Kurt Huffman, owner of the restaurant ChefStable, took to The Wall Street Journal to explain the practical effect of the extra $600/week in unemployment.

“The starting wage for a line cook in one of our restaurants is $15 an hour. These cooks receive at least $1 an hour in tips, so at a minimum they make $16 an hour, or $640 before taxes for a 40-hour week. The overwhelming majority of our laid-off cooks qualified for Oregon unemployment compensation of 1.25% of their annual gross wages weekly, or $416 in our example. The extra $224 a week provides a strong incentive to return to work,” Huffman explained.

“But as of this week, that same employee receives $1,016 a week, or $376 more than he made as a full time employee. Why on earth would he want to come back to work?”

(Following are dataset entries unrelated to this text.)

#[tokio::test]
async fn friend_request_lifecycle() {
    let app = app();
    let alice = register(&app, "alice").await;
    let bob = register(&app, "bob").await;

    let send = |from: &TestUser, to: &str| {
        let token = from.token.clone();
        let to = to.to_string();
        let app = app.clone();
        async move {
            call(
                &app,
                Method::POST,
                "/api/friend-requests",
                Some(&token),
                Some(json!({ "receiver_id": to })),
            )
            .await
        }
    };

    let (status, _) = send(&alice, &alice.id).await;
    assert_eq!(status, StatusCode::BAD_REQUEST);

    let (status, _) = send(&alice, &uuid::Uuid::new_v4().to_string()).await;
    assert_eq!(status, StatusCode::NOT_FOUND);

    let (status, body) = send(&alice, &bob.id).await;
    assert_eq!(status, StatusCode::CREATED);
    assert_eq!(body["outcome"], "created");
    let request_id = body["request_id"].as_str().unwrap().to_string();

    let (status, _) = send(&alice, &bob.id).await;
    assert_eq!(status, StatusCode::CONFLICT);

    // Reverse request while one is pending is refused
    let (status, _) = send(&bob, &alice.id).await;
    assert_eq!(status, StatusCode::CONFLICT);

    let (status, body) = call(&app, Method::GET, "/api/friend-requests", Some(&bob.token), None).await;
    assert_eq!(status, StatusCode::OK);
    assert_eq!(body["received"][0]["id"], request_id.as_str());
    assert_eq!(body["received"][0]["sender_username"], "alice");
    assert!(body["sent"].as_array().unwrap().is_empty());

    // Only the receiver may respond, and only with accepted/rejected
    let uri = format!("/api/friend-requests/{}", request_id);
    let (status, _) = call(&app, Method::PUT, &uri, Some(&alice.token), Some(json!({ "status": "accepted" }))).await;
    assert_eq!(status, StatusCode::NOT_FOUND);
    let (status, _) = call(&app, Method::PUT, &uri, Some(&bob.token), Some(json!({ "status": "pending" }))).await;
    assert_eq!(status, StatusCode::BAD_REQUEST);
    let (status, _) = call(&app, Method::PUT, &uri, Some(&bob.token), Some(json!({ "status": "maybe" }))).await;
    assert_eq!(status, StatusCode::BAD_REQUEST);

    let (status, body) = call(&app, Method::PUT, &uri, Some(&bob.token), Some(json!({ "status": "accepted" }))).await;
    assert_eq!(status, StatusCode::OK);
    assert_eq!(body["status"], "accepted");

    for (user, other) in [(&alice, "bob"), (&bob, "alice")] {
        let (_, body) = call(&app, Method::GET, "/api/friends", Some(&user.token), None).await;
        assert_eq!(body["friends"][0]["username"], other);
    }

    let (status, _) = send(&bob, &alice.id).await;
    assert_eq!(status, StatusCode::CONFLICT);

    let unfriend = format!("/api/friends/{}", bob.id);
    let (status, _) = call(&app, Method::DELETE, &unfriend, Some(&alice.token), None).await;
    assert_eq!(status, StatusCode::NO_CONTENT);
    let (status, _) = call(&app, Method::DELETE, &unfriend, Some(&alice.token), None).await;
    assert_eq!(status, StatusCode::NOT_FOUND);

    let (_, body) = call(&app, Method::GET, "/api/friends", Some(&bob.token), None).await;
    assert!(body["friends"].as_array().unwrap().is_empty());

    // After unfriending a fresh request can be sent
    let (status, body) = send(&alice, &bob.id).await;
    assert_eq!(status, StatusCode::CREATED);
    assert_ne!(body["request_id"], request_id.as_str());
}

#[tokio::test]
async fn rejected_request_is_resent() {
    let app = app();
    let alice = register(&app, "alice").await;
    let bob = register(&app, "bob").await;

    let body = json!({ "receiver_id": bob.id });
    let (_, sent) = call(&app, Method::POST, "/api/friend-requests", Some(&alice.token), Some(body.clone())).await;
    let request_id = sent["request_id"].as_str().unwrap().to_string();

    let (status, _) = call(
        &app,
        Method::PUT,
        &format!("/api/friend-requests/{}", request_id),
        Some(&bob.token),
        Some(json!({ "status": "rejected" })),
    )
    .await;
    assert_eq!(status, StatusCode::OK);

    let (status, resent) = call(&app, Method::POST, "/api/friend-requests", Some(&alice.token), Some(body)).await;
    assert_eq!(status, StatusCode::OK);
    assert_eq!(resent["outcome"], "resent");
    assert_eq!(resent["request_id"], request_id.as_str());

    let (_, listing) = call(&app, Method::GET, "/api/friend-requests", Some(&alice.token), None).await;
    let sent = listing["sent"].as_array().unwrap();
    assert_eq!(sent.len(), 1);
    assert_eq!(sent[0]["status"], "pending");
}

#[tokio::test]
async fn groups_and_messages() {
    let app = app();
    let alice = register(&app, "alice").await;
    let bob = register(&app, "bob").await;
    let carol = register(&app, "carol").await;
    befriend(&app, &alice, &bob).await;

    let (status, _) = call(&app, Method::POST, "/api/groups", Some(&alice.token), Some(json!({ "name": "   " }))).await;
    assert_eq!(status, StatusCode::BAD_REQUEST);

    let (status, group) = call(
        &app,
        Method::POST,
        "/api/groups",
        Some(&alice.token),
        Some(json!({ "name": "  Climbing ", "description": "weekend trips" })),
    )
    .await;
    assert_eq!(status, StatusCode::CREATED);
    assert_eq!(group["name"], "Climbing");
    let group_id = group["id"].as_str().unwrap().to_string();
    let base = format!("/api/groups/{}", group_id);

    let (status, report) = call(
        &app,
        Method::POST,
        &format!("{}/invite", base),
        Some(&alice.token),
        Some(json!({ "friend_ids": [bob.id, carol.id] })),
    )
    .await;
    assert_eq!(status, StatusCode::OK);
    assert_eq!(report["added_friends"], json!([bob.id]));
    assert_eq!(report["errors"].as_array().unwrap().len(), 1);

    let (status, _) = call(
        &app,
        Method::POST,
        &format!("{}/invite", base),
        Some(&alice.token),
        Some(json!({ "friend_ids": [] })),
    )
    .await;
    assert_eq!(status, StatusCode::BAD_REQUEST);

    let (status, detail) = call(&app, Method::GET, &base, Some(&bob.token), None).await;
    assert_eq!(status, StatusCode::OK);
    assert_eq!(detail["member_count"], 2);
    assert_eq!(detail["user_role"], "member");
    assert_eq!(detail["members"][0]["username"], "alice");
    assert_eq!(detail["members"][0]["role"], "admin");

    let (status, _) = call(&app, Method::GET, &base, Some(&carol.token), None).await;
    assert_eq!(status, StatusCode::FORBIDDEN);
    let missing = format!("/api/groups/{}", uuid::Uuid::new_v4());
    let (status, _) = call(&app, Method::GET, &missing, Some(&alice.token), None).await;
    assert_eq!(status, StatusCode::NOT_FOUND);

    let messages = format!("{}/messages", base);
    for i in 0..5 {
        let (status, msg) = call(
            &app,
            Method::POST,
            &messages,
            Some(&bob.token),
            Some(json!({ "content": format!("m{}", i) })),
        )
        .await;
        assert_eq!(status, StatusCode::CREATED);
        assert_eq!(msg["sender_name"], "bob");
        assert_eq!(msg["message_type"], "text");
    }

    let (status, _) = call(&app, Method::POST, &messages, Some(&bob.token), Some(json!({ "content": "" }))).await;
    assert_eq!(status, StatusCode::BAD_REQUEST);
    let (status, _) = call(&app, Method::POST, &messages, Some(&carol.token), Some(json!({ "content": "hi" }))).await;
    assert_eq!(status, StatusCode::FORBIDDEN);
    let (status, _) = call(&app, Method::GET, &messages, Some(&carol.token), None).await;
    assert_eq!(status, StatusCode::FORBIDDEN);

    let (status, page) = call(&app, Method::GET, &format!("{}?limit=2", messages), Some(&alice.token), None).await;
    assert_eq!(status, StatusCode::OK);
    let page = page["messages"].as_array().unwrap().clone();
    assert_eq!(page.len(), 2);
    assert_eq!(page[0]["content"], "m3");
    assert_eq!(page[1]["content"], "m4");

    let cursor = page[0]["id"].as_i64().unwrap();
    let (_, older) = call(
        &app,
        Method::GET,
        &format!("{}?limit=10&before={}", messages, cursor),
        Some(&alice.token),
        None,
    )
    .await;
    let contents: Vec<&str> = older["messages"]
        .as_array()
        .unwrap()
        .iter()
        .map(|m| m["content"].as_str().unwrap())
        .collect();
    assert_eq!(contents, vec!["m0", "m1", "m2"]);

    let (status, mine) = call(&app, Method::GET, "/api/groups/my", Some(&bob.token), None).await;
    assert_eq!(status, StatusCode::OK);
    assert_eq!(mine["groups"][0]["id"], group_id.as_str());
    assert_eq!(mine["groups"][0]["role"], "member");
    assert_eq!(mine["groups"][0]["member_count"], 2);

    let (_, none) = call(&app, Method::GET, "/api/groups/my", Some(&carol.token), None).await;
    assert!(none["groups"].as_array().unwrap().is_empty());
}

#[tokio::test]
async fn malformed_invite_id_is_reported_per_target() {
    let app = app();
    let alice = register(&app, "alice").await;
    let bob = register(&app, "bob").await;
    befriend(&app, &alice, &bob).await;

    let (_, group) = call(&app, Method::POST, "/api/groups", Some(&alice.token), Some(json!({ "name": "crew" }))).await;
    let uri = format!("/api/groups/{}/invite", group["id"].as_str().unwrap());

    let (status, report) = call(
        &app,
        Method::POST,
        &uri,
        Some(&alice.token),
        Some(json!({ "friend_ids": [bob.id, "not-an-id"] })),
    )
    .await;
    assert_eq!(status, StatusCode::OK);
    assert_eq!(report["added_friends"], json!([bob.id]));
    let errors = report["errors"].as_array().unwrap();
    assert_eq!(errors.len(), 1);
    assert!(errors[0].as_str().unwrap().contains("not-an-id"));
}
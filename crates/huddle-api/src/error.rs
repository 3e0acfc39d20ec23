use axum::{
    Json,
    extract::rejection::{JsonRejection, PathRejection, QueryRejection},
    http::StatusCode,
    response::{IntoResponse, Response},
};
use thiserror::Error;
use tracing::error;

use huddle_db::{CoreError, CoreResult, Database};
use huddle_types::api::ErrorBody;

use crate::state::AppState;

#[derive(Debug, Error)]
pub enum ApiError {
    #[error("{0}")]
    Unauthorized(&'static str),

    #[error("{0}")]
    BadRequest(String),

    #[error(transparent)]
    Core(#[from] CoreError),

    #[error("Internal error: {0}")]
    Internal(#[from] anyhow::Error),
}

pub type ApiResult<T> = Result<T, ApiError>;

impl ApiError {
    pub fn status(&self) -> StatusCode {
        match self {
            ApiError::Unauthorized(_) => StatusCode::UNAUTHORIZED,
            ApiError::BadRequest(_) => StatusCode::BAD_REQUEST,
            ApiError::Core(CoreError::InvalidArgument(_)) => StatusCode::BAD_REQUEST,
            ApiError::Core(CoreError::NotFound(_)) => StatusCode::NOT_FOUND,
            ApiError::Core(CoreError::Forbidden(_)) => StatusCode::FORBIDDEN,
            ApiError::Core(CoreError::Conflict(_)) => StatusCode::CONFLICT,
            ApiError::Core(CoreError::Internal(_)) | ApiError::Internal(_) => {
                StatusCode::INTERNAL_SERVER_ERROR
            }
        }
    }
}

impl IntoResponse for ApiError {
    fn into_response(self) -> Response {
        let status = self.status();
        let message = if status == StatusCode::INTERNAL_SERVER_ERROR {
            error!("{}", self);
            "Internal server error".to_string()
        } else {
            self.to_string()
        };
        (status, Json(ErrorBody { message })).into_response()
    }
}

// Malformed request input is a caller mistake like any other InvalidArgument.
impl From<JsonRejection> for ApiError {
    fn from(rejection: JsonRejection) -> Self {
        ApiError::BadRequest(rejection.body_text())
    }
}

impl From<QueryRejection> for ApiError {
    fn from(rejection: QueryRejection) -> Self {
        ApiError::BadRequest(rejection.body_text())
    }
}

impl From<PathRejection> for ApiError {
    fn from(rejection: PathRejection) -> Self {
        ApiError::BadRequest(rejection.body_text())
    }
}

/// Run a database call off the async runtime.
pub async fn blocking<F, T>(state: &AppState, f: F) -> ApiResult<T>
where
    F: FnOnce(&Database) -> CoreResult<T> + Send + 'static,
    T: Send + 'static,
{
    let db = state.db.clone();
    tokio::task::spawn_blocking(move || f(&db))
        .await
        .map_err(|e| {
            error!("spawn_blocking join error: {}", e);
            ApiError::Internal(e.into())
        })?
        .map_err(ApiError::from)
}
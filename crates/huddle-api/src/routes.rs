use axum::{
    Router,
    extract::{State, WebSocketUpgrade},
    middleware,
    response::IntoResponse,
    routing::{delete, get, post, put},
};
use tower_http::cors::CorsLayer;
use tower_http::trace::TraceLayer;

use huddle_gateway::connection;

use crate::middleware::require_auth;
use crate::state::AppState;
use crate::{auth, friends, groups, messages, users};

/// The full HTTP surface: REST under `/api`, the WebSocket gateway and a
/// liveness probe.
pub fn router(state: AppState) -> Router {
    let public_routes = Router::new()
        .route("/api/register", post(auth::register))
        .route("/api/login", post(auth::login));

    let protected_routes = Router::new()
        .route("/api/users", get(users::list_users))
        .route("/api/users/search", get(users::search_users))
        .route(
            "/api/friend-requests",
            get(friends::list_requests).post(friends::send_request),
        )
        .route("/api/friend-requests/{request_id}", put(friends::respond_to_request))
        .route("/api/friends", get(friends::list_friends))
        .route("/api/friends/{friend_id}", delete(friends::remove_friend))
        .route("/api/groups", post(groups::create_group))
        .route("/api/groups/my", get(groups::list_my_groups))
        .route("/api/groups/{group_id}", get(groups::get_group))
        .route("/api/groups/{group_id}/invite", post(groups::invite_members))
        .route(
            "/api/groups/{group_id}/messages",
            get(messages::get_messages).post(messages::send_message),
        )
        .route_layer(middleware::from_fn_with_state(state.clone(), require_auth));

    let ws_route = Router::new().route("/gateway", get(ws_upgrade));

    Router::new()
        .merge(public_routes)
        .merge(protected_routes)
        .merge(ws_route)
        .route("/health", get(health))
        .with_state(state)
        .layer(CorsLayer::permissive())
        .layer(TraceLayer::new_for_http())
}

async fn ws_upgrade(State(state): State<AppState>, ws: WebSocketUpgrade) -> impl IntoResponse {
    let ctx = state.gateway_context();
    ws.on_upgrade(move |socket| connection::handle_connection(socket, ctx))
}

async fn health() -> &'static str {
    "ok"
}
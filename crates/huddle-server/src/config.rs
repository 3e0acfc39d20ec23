use std::net::SocketAddr;
use std::path::PathBuf;

use anyhow::{Context, Result, bail};

/// Secrets that ship in docs and sample env files.
const PLACEHOLDER_SECRETS: &[&str] = &["dev-secret-change-me", "change-me", "secret", "your-secret-here"];

#[derive(Debug, Clone)]
pub struct Config {
    pub jwt_secret: String,
    pub db_path: PathBuf,
    pub host: String,
    pub port: u16,
    pub token_ttl_hours: i64,
    pub history_limit: u32,
}

impl Config {
    pub fn from_env() -> Result<Self> {
        Self::from_lookup(|key| std::env::var(key).ok())
    }

    pub fn from_lookup<F>(lookup: F) -> Result<Self>
    where
        F: Fn(&str) -> Option<String>,
    {
        let jwt_secret = lookup("HUDDLE_JWT_SECRET")
            .filter(|s| !s.trim().is_empty())
            .context("HUDDLE_JWT_SECRET must be set")?;
        if PLACEHOLDER_SECRETS.contains(&jwt_secret.as_str()) {
            bail!("HUDDLE_JWT_SECRET is a placeholder value; set a real secret");
        }

        let db_path = PathBuf::from(lookup("HUDDLE_DB_PATH").unwrap_or_else(|| "huddle.db".into()));
        let host = lookup("HUDDLE_HOST").unwrap_or_else(|| "0.0.0.0".into());
        let port = parse_or(&lookup, "HUDDLE_PORT", 3001)?;
        let token_ttl_hours: i64 = parse_or(&lookup, "HUDDLE_TOKEN_TTL_HOURS", 12)?;
        if token_ttl_hours <= 0 {
            bail!("HUDDLE_TOKEN_TTL_HOURS must be positive");
        }
        let history_limit = parse_or(&lookup, "HUDDLE_HISTORY_LIMIT", 50)?;

        Ok(Self {
            jwt_secret,
            db_path,
            host,
            port,
            token_ttl_hours,
            history_limit,
        })
    }

    pub fn addr(&self) -> Result<SocketAddr> {
        format!("{}:{}", self.host, self.port)
            .parse()
            .with_context(|| format!("Invalid listen address {}:{}", self.host, self.port))
    }
}

fn parse_or<F, T>(lookup: &F, key: &str, default: T) -> Result<T>
where
    F: Fn(&str) -> Option<String>,
    T: std::str::FromStr,
    T::Err: std::fmt::Display,
{
    match lookup(key) {
        Some(raw) => raw
            .trim()
            .parse()
            .map_err(|e| anyhow::anyhow!("Invalid {} '{}': {}", key, raw, e)),
        None => Ok(default),
    }
}
use axum::{
    Extension, Json,
    extract::{Path, State},
    http::StatusCode,
    response::IntoResponse,
};
use axum_extra::extract::WithRejection;
use tracing::info;
use uuid::Uuid;

use huddle_db::convert::parse_id;
use huddle_types::api::{
    Claims, CreateGroupRequest, GroupDetailResponse, GroupResponse, InviteMembersRequest,
    InviteMembersResponse, MyGroupsResponse,
};

use crate::error::{ApiError, ApiResult, blocking};
use crate::state::AppState;

pub async fn create_group(
    State(state): State<AppState>,
    Extension(claims): Extension<Claims>,
    WithRejection(Json(req), _): WithRejection<Json<CreateGroupRequest>, ApiError>,
) -> ApiResult<impl IntoResponse> {
    let group_id = Uuid::new_v4();
    let creator = claims.sub.to_string();
    let row = blocking(&state, move |db| {
        db.create_group(&group_id.to_string(), &creator, &req.name, &req.description)
    })
    .await?;
    info!("{} created group '{}' ({})", claims.username, row.name, group_id);

    Ok((StatusCode::CREATED, Json(GroupResponse::from(row))))
}

pub async fn list_my_groups(
    State(state): State<AppState>,
    Extension(claims): Extension<Claims>,
) -> ApiResult<Json<MyGroupsResponse>> {
    let user = claims.sub.to_string();
    let rows = blocking(&state, move |db| db.list_my_groups(&user)).await?;
    Ok(Json(MyGroupsResponse {
        groups: rows.into_iter().map(Into::into).collect(),
    }))
}

pub async fn get_group(
    State(state): State<AppState>,
    Extension(claims): Extension<Claims>,
    WithRejection(Path(group_id), _): WithRejection<Path<Uuid>, ApiError>,
) -> ApiResult<Json<GroupDetailResponse>> {
    let user = claims.sub.to_string();
    let detail = blocking(&state, move |db| db.get_group_detail(&group_id.to_string(), &user)).await?;
    Ok(Json(GroupDetailResponse {
        group: detail.group.into(),
        member_count: detail.member_count.max(0) as usize,
        members: detail.members.into_iter().map(Into::into).collect(),
        user_role: detail.user_role,
    }))
}

/// Add friends of the caller to a group. Per-target failures are reported
/// in `errors` without failing the request.
pub async fn invite_members(
    State(state): State<AppState>,
    Extension(claims): Extension<Claims>,
    WithRejection(Path(group_id), _): WithRejection<Path<Uuid>, ApiError>,
    WithRejection(Json(req), _): WithRejection<Json<InviteMembersRequest>, ApiError>,
) -> ApiResult<Json<InviteMembersResponse>> {
    let inviter = claims.sub.to_string();
    let report = blocking(&state, move |db| {
        db.invite_members(&group_id.to_string(), &inviter, &req.friend_ids)
    })
    .await?;

    Ok(Json(InviteMembersResponse {
        added_friends: report
            .added
            .iter()
            .map(|id| parse_id(id, "member id"))
            .collect(),
        errors: report.errors,
    }))
}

“This has had the perverse effect of making it impossible for us to hire enough people even for our limited takeout and delivery business at a time of rapidly rising unemployment,” Huffman reported. “It will be an even bigger problem once we are allowed to reopen our dining rooms. And it will persist at least until July 31, when the unemployment bonus expires. I’d have to offer my cooks $25.40 an hour to match what the government is paying them not to work.”

In other words, the extra unemployment benefit forces employers to pony up more cash to get workers to return to work — right when the economy desperately needs a shot in the arm.

Ironically, this unemployment cash also frustrates key aspects of the CARES Act intended to help jumpstart the economy.

Thanks to Bernie Sanders, roughly 13.9 million more people will end up on unemployment — sucking money from a government already deeply in debt and not contributing to any economic recovery, costing the economy roughly $1 trillion. That loss of productivity will also translate to lower revenue in taxes, making it harder for the government to pay off the massive debt it is incurring during the crisis.